## Task prompt
Copy out every line in the entries below that includes "drain".

[Saved data entries]

=======

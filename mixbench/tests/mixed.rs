use std::collections::HashSet;
use std::sync::{Arc, Mutex};
use std::time::Duration;

use mixbench::{
    AutoTerm, Benchmark, Common, Distribution, Error, Generator, GeneratorConfig, Mixed, ObjectSize,
    OpType, RunOptions, State, run_benchmark, start_gate,
};
use mixbench_storage::{ClientPool, GetOptions, InMemoryStore, LocalFs, StorageClient};
use mixbench_test::faulty::{Call, FaultyStore};
use tokio_util::sync::CancellationToken;

const BUCKET: &str = "bench";

fn generator(size: u64) -> Generator {
    Generator::new(GeneratorConfig {
        buffer_size: 64 * 1024 + 1,
        compressible_chunk_size: 1024,
        seed: Some(7),
        ..GeneratorConfig::new(40, ObjectSize::Fixed(size))
    })
    .unwrap()
}

fn common(clients: ClientPool, concurrency: usize) -> Common {
    Common::new(BUCKET, concurrency, clients, generator(1000))
}

fn mix(put: f64, get: f64, stat: f64, delete: f64) -> Distribution {
    Distribution::new()
        .with(OpType::Put, put)
        .with(OpType::Get, get)
        .with(OpType::Stat, stat)
        .with(OpType::Delete, delete)
}

/// Runs the workload for a short while after preparing it.
async fn run_for(bench: &mut Mixed, duration: Duration) -> mixbench::Result<mixbench::Operations> {
    let token = CancellationToken::new();
    let (trigger, gate) = start_gate();
    let stopper = tokio::spawn({
        let token = token.clone();
        async move {
            trigger.release();
            tokio::select! {
                _ = tokio::time::sleep(duration) => token.cancel(),
                _ = token.cancelled() => {}
            }
        }
    });
    let result = bench.start(token.clone(), gate).await;
    token.cancel();
    stopper.await.unwrap();
    result
}

#[tokio::test]
async fn prepare_uploads_initial_dataset() {
    mixbench_test::tracing::init();
    let store = InMemoryStore::new("memory");
    store.insert(BUCKET, "leftover", "stale");

    let progress = Arc::new(Mutex::new(Vec::new()));
    let mut common = common(ClientPool::single(store.clone()), 8);
    common.prepare_progress = Some(Arc::new({
        let progress = Arc::clone(&progress);
        move |fraction| progress.lock().unwrap().push(fraction)
    }));

    let mut bench = Mixed::new(common, 100, mix(1.0, 1.0, 0.0, 0.0)).unwrap();
    bench.prepare(&CancellationToken::new()).await.unwrap();

    assert_eq!(bench.state(), State::Preparing);
    assert_eq!(bench.distribution().objects().len(), 100);
    assert_eq!(store.len(BUCKET), 100);
    assert!(!store.contains(BUCKET, "leftover"));

    for name in store.list_objects(BUCKET).await.unwrap() {
        assert!(name.ends_with(".crnd"), "{name}");
        assert!(bench.distribution().objects().contains(&name));
        assert_eq!(store.get_stored(BUCKET, &name).unwrap().len(), 1000);
    }

    let progress = progress.lock().unwrap();
    assert_eq!(progress.len(), 100);
    assert_eq!(progress.last().copied(), Some(1.0));
}

#[tokio::test]
async fn prepare_returns_first_upload_error() {
    mixbench_test::tracing::init();
    let store = FaultyStore::new("faulty").fail_every(Call::Put, 10);

    let mut bench = Mixed::new(
        common(ClientPool::single(store.clone()), 4),
        50,
        mix(1.0, 1.0, 0.0, 0.0),
    )
    .unwrap();
    let err = bench.prepare(&CancellationToken::new()).await.unwrap_err();

    assert!(matches!(err, Error::Storage(_)), "{err}");
    assert_eq!(bench.state(), State::Failed);
    assert!(store.injected() >= 1);

    // a failing worker stops, but only that worker
    let uploaded = store.inner().len(BUCKET);
    assert!(uploaded < 50);
    assert_eq!(bench.distribution().objects().len(), uploaded);

    bench.cleanup().await;
    assert_eq!(bench.state(), State::Done);
    assert!(store.inner().is_empty(BUCKET));
}

#[tokio::test]
async fn prepare_detects_short_uploads() {
    let store = FaultyStore::new("faulty").short_write_every(5);
    let mut bench = Mixed::new(
        common(ClientPool::single(store), 1),
        20,
        mix(1.0, 0.0, 0.0, 0.0),
    )
    .unwrap();

    let err = bench.prepare(&CancellationToken::new()).await.unwrap_err();
    assert!(
        matches!(err, Error::ShortUpload { want: 1000, got: 500 }),
        "{err}"
    );
    assert_eq!(bench.distribution().objects().len(), 4);
}

#[tokio::test]
async fn mixed_workload_keeps_pool_and_store_in_sync() {
    mixbench_test::tracing::init();
    let store = InMemoryStore::new("memory");
    let mut bench = Mixed::new(
        common(ClientPool::single(store.clone()), 8),
        100,
        mix(0.5, 0.3, 0.0, 0.2),
    )
    .unwrap();
    bench.prepare(&CancellationToken::new()).await.unwrap();

    let ops = run_for(&mut bench, Duration::from_millis(200)).await.unwrap();
    assert_eq!(bench.state(), State::Running);
    assert!(!ops.is_empty());
    assert_eq!(ops.errors(), 0);

    let counts = ops.count_by_type();
    let puts = counts.get(&OpType::Put).copied().unwrap_or(0);
    let deletes = counts.get(&OpType::Delete).copied().unwrap_or(0);
    assert!(deletes <= puts + 100);
    assert_eq!(bench.distribution().objects().len(), 100 + puts - deletes);
    assert_eq!(store.len(BUCKET), 100 + puts - deletes);

    for op in &ops {
        assert!(op.start <= op.end);
        match op.op_type {
            OpType::Put | OpType::Get => assert_eq!(op.size, 1000),
            OpType::Delete | OpType::Stat => assert_eq!(op.size, 0),
        }
        if op.op_type == OpType::Get {
            assert!(op.time_to_first_byte().is_some());
        }
    }

    // every delete removed a distinct object
    let deleted: HashSet<_> = ops
        .filter_type(OpType::Delete)
        .into_iter()
        .map(|op| op.file)
        .collect();
    assert_eq!(deleted.len(), deletes);
}

#[tokio::test]
async fn failed_calls_are_recorded() {
    mixbench_test::tracing::init();
    let store = FaultyStore::new("faulty")
        .fail_every(Call::Get, 3)
        .fail_every(Call::Stat, 4);
    let mut bench = Mixed::new(
        common(ClientPool::single(store.clone()), 4),
        20,
        mix(0.0, 1.0, 1.0, 0.0),
    )
    .unwrap();
    bench.prepare(&CancellationToken::new()).await.unwrap();

    let ops = run_for(&mut bench, Duration::from_millis(100)).await.unwrap();
    assert!(ops.errors() > 0);
    assert_eq!(ops.errors(), store.injected());
    for op in &ops {
        if let Some(err) = &op.err {
            assert!(err.starts_with("storage error"), "{err}");
        }
    }
}

#[tokio::test]
async fn running_out_of_objects_aborts_the_run() {
    mixbench_test::tracing::init();
    let store = InMemoryStore::new("memory");
    let mut bench = Mixed::new(
        common(ClientPool::single(store), 2),
        3,
        mix(0.0, 0.0, 1.0, 0.0),
    )
    .unwrap();
    bench.prepare(&CancellationToken::new()).await.unwrap();

    // drain the pool behind the benchmark's back
    bench.distribution().objects().drain();

    let err = run_for(&mut bench, Duration::from_secs(60)).await;
    assert!(matches!(err, Err(Error::PoolExhausted)));
}

#[tokio::test]
async fn auto_term_stops_the_workload() {
    let store = InMemoryStore::new("memory");
    let mut common = common(ClientPool::single(store), 2);
    common.auto_term = Some(AutoTerm {
        samples: 1000,
        max_duration: Duration::from_millis(300),
        ..Default::default()
    });
    let mut bench = Mixed::new(common, 10, mix(0.0, 1.0, 0.0, 0.0)).unwrap();
    bench.prepare(&CancellationToken::new()).await.unwrap();

    let (trigger, gate) = start_gate();
    trigger.release();
    let ops = bench.start(CancellationToken::new(), gate).await.unwrap();
    assert!(!ops.is_empty());
}

#[tokio::test]
async fn requests_spread_across_endpoints() {
    let stores = [InMemoryStore::new("a"), InMemoryStore::new("b")];
    let clients = ClientPool::from_clients(
        stores
            .iter()
            .map(|store| Arc::new(store.clone()) as Arc<dyn StorageClient>),
    )
    .unwrap();

    // Both clients serve disjoint data, so only PUT can succeed regardless of the endpoint.
    let mut bench = Mixed::new(common(clients, 4), 0, mix(1.0, 0.0, 0.0, 0.0)).unwrap();
    for store in &stores {
        store.make_bucket(BUCKET).await.unwrap();
    }
    bench.prepare(&CancellationToken::new()).await.unwrap();

    let ops = run_for(&mut bench, Duration::from_millis(100)).await.unwrap();
    let mut endpoints = ops.endpoints();
    endpoints.sort();
    endpoints.dedup();
    assert_eq!(endpoints, ["a", "b"]);
    assert_eq!(ops.errors(), 0);
}

#[tokio::test]
async fn run_benchmark_on_local_fs() {
    mixbench_test::tracing::init();
    let tempdir = tempfile::tempdir().unwrap();
    let store = LocalFs::new(tempdir.path());

    let mut bench = Mixed::new(
        common(ClientPool::single(store.clone()), 4),
        20,
        mix(0.45, 0.15, 0.3, 0.1),
    )
    .unwrap();
    let options = RunOptions {
        duration: Duration::from_millis(200),
        cleanup: true,
    };
    let ops = run_benchmark(&mut bench, options, CancellationToken::new())
        .await
        .unwrap();

    assert!(!ops.is_empty());
    assert_eq!(bench.state(), State::Done);
    assert!(store.list_objects(BUCKET).await.unwrap().is_empty());
}

#[tokio::test]
async fn run_benchmark_cleans_up_after_failed_prepare() {
    let store = FaultyStore::new("faulty").fail_every(Call::Put, 1);
    store.inner().insert(BUCKET, "leftover", "stale");

    let mut bench = Mixed::new(
        common(ClientPool::single(store.clone()), 2),
        10,
        mix(1.0, 1.0, 0.0, 0.0),
    )
    .unwrap();
    let options = RunOptions {
        duration: Duration::from_secs(60),
        cleanup: true,
    };
    let result = run_benchmark(&mut bench, options, CancellationToken::new()).await;

    assert!(matches!(result, Err(Error::Storage(_))));
    assert_eq!(bench.state(), State::Done);
    assert!(store.inner().is_empty(BUCKET));
}

#[tokio::test]
async fn ranged_gets_check_the_range_length() {
    let store = InMemoryStore::new("memory");
    let mut bench = Mixed::new(
        common(ClientPool::single(store), 2),
        10,
        mix(0.0, 1.0, 0.0, 0.0),
    )
    .unwrap()
    .with_get_options(GetOptions {
        range: Some(100..300),
    });
    bench.prepare(&CancellationToken::new()).await.unwrap();

    let ops = run_for(&mut bench, Duration::from_millis(50)).await.unwrap();
    assert!(!ops.is_empty());
    assert_eq!(ops.errors(), 0);
}

#[tokio::test]
async fn interrupted_run_still_cleans_up() {
    mixbench_test::tracing::init();
    let store = InMemoryStore::new("memory");
    let mut bench = Mixed::new(
        common(ClientPool::single(store.clone()), 4),
        50,
        mix(0.5, 0.3, 0.0, 0.2),
    )
    .unwrap();

    let token = CancellationToken::new();
    tokio::spawn({
        let token = token.clone();
        async move {
            tokio::time::sleep(Duration::from_millis(100)).await;
            token.cancel();
        }
    });

    let options = RunOptions {
        duration: Duration::from_secs(60),
        cleanup: true,
    };
    let ops = run_benchmark(&mut bench, options, token).await.unwrap();

    assert!(!ops.is_empty());
    assert_eq!(bench.state(), State::Done);
    assert!(store.is_empty(BUCKET));
    assert!(bench.distribution().objects().is_empty());
}

#[tokio::test]
async fn failed_puts_stay_out_of_the_pool() {
    mixbench_test::tracing::init();
    let store = FaultyStore::new("faulty").fail_every(Call::Put, 3);
    let mut bench = Mixed::new(
        common(ClientPool::single(store.clone()), 4),
        0,
        mix(1.0, 0.0, 0.0, 0.0),
    )
    .unwrap();
    bench.prepare(&CancellationToken::new()).await.unwrap();

    let ops = run_for(&mut bench, Duration::from_millis(100)).await.unwrap();
    assert!(ops.errors() > 0);
    assert_eq!(ops.errors(), store.injected());

    let pool = bench.distribution().objects();
    assert_eq!(pool.len(), ops.len() - ops.errors());
    assert_eq!(store.inner().len(BUCKET), pool.len());
    for op in &ops {
        assert_eq!(pool.contains(&op.file), !op.is_err(), "{}", op.file);
    }
}

#[tokio::test]
async fn short_writes_fail_the_put() {
    let store = FaultyStore::new("faulty").short_write_every(3);
    let mut bench = Mixed::new(
        common(ClientPool::single(store.clone()), 4),
        0,
        mix(1.0, 0.0, 0.0, 0.0),
    )
    .unwrap();
    bench.prepare(&CancellationToken::new()).await.unwrap();

    let ops = run_for(&mut bench, Duration::from_millis(50)).await.unwrap();
    assert!(ops.errors() > 0);
    assert_eq!(ops.errors(), store.injected());

    let pool = bench.distribution().objects();
    assert_eq!(pool.len(), ops.len() - ops.errors());
    for op in &ops {
        match &op.err {
            Some(err) => {
                assert_eq!(err, "short upload. want: 1000, got: 500");
                assert!(!pool.contains(&op.file));
                // the truncated object still reached the store
                assert!(store.inner().contains(BUCKET, &op.file));
            }
            None => assert!(pool.contains(&op.file)),
        }
    }
}

#[tokio::test]
async fn failed_deletes_are_recorded() {
    mixbench_test::tracing::init();
    let store = FaultyStore::new("faulty").fail_every(Call::Remove, 2);
    let mut bench = Mixed::new(
        common(ClientPool::single(store.clone()), 4),
        100,
        mix(0.6, 0.0, 0.0, 0.4),
    )
    .unwrap();
    bench.prepare(&CancellationToken::new()).await.unwrap();

    let ops = run_for(&mut bench, Duration::from_millis(100)).await.unwrap();
    let deletes = ops.filter_type(OpType::Delete);
    assert!(deletes.errors() > 0);
    assert_eq!(ops.errors(), deletes.errors());
    assert_eq!(deletes.errors(), store.injected());

    for op in &deletes {
        assert!(!bench.distribution().objects().contains(&op.file));
        // only failed deletes leave the object behind
        assert_eq!(store.inner().contains(BUCKET, &op.file), op.is_err());
        if let Some(err) = &op.err {
            assert!(err.starts_with("storage error"), "{err}");
        }
    }
}

#[tokio::test]
async fn size_mismatches_are_recorded() {
    mixbench_test::tracing::init();
    let store = FaultyStore::new("faulty")
        .truncate_gets_every(3)
        .misreport_size_every(4);
    let mut bench = Mixed::new(
        common(ClientPool::single(store.clone()), 4),
        20,
        mix(0.0, 1.0, 1.0, 0.0),
    )
    .unwrap();
    bench.prepare(&CancellationToken::new()).await.unwrap();

    let ops = run_for(&mut bench, Duration::from_millis(100)).await.unwrap();
    assert!(ops.filter_type(OpType::Get).errors() > 0);
    assert!(ops.filter_type(OpType::Stat).errors() > 0);
    assert_eq!(ops.errors(), store.injected());

    for op in &ops {
        let Some(err) = &op.err else { continue };
        match op.op_type {
            OpType::Get => assert_eq!(err, "unexpected GET size. want: 1000, got: 500"),
            OpType::Stat => assert_eq!(err, "unexpected STAT size. want: 1000, got: 1001"),
            other => panic!("unexpected {other} failure: {err}"),
        }
    }

    // corrupted responses do not touch the dataset
    assert_eq!(bench.distribution().objects().len(), 20);
    assert_eq!(store.inner().len(BUCKET), 20);
}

=======

## Solution for this task
    // drain the pool behind the benchmark's back
    bench.distribution().objects().drain();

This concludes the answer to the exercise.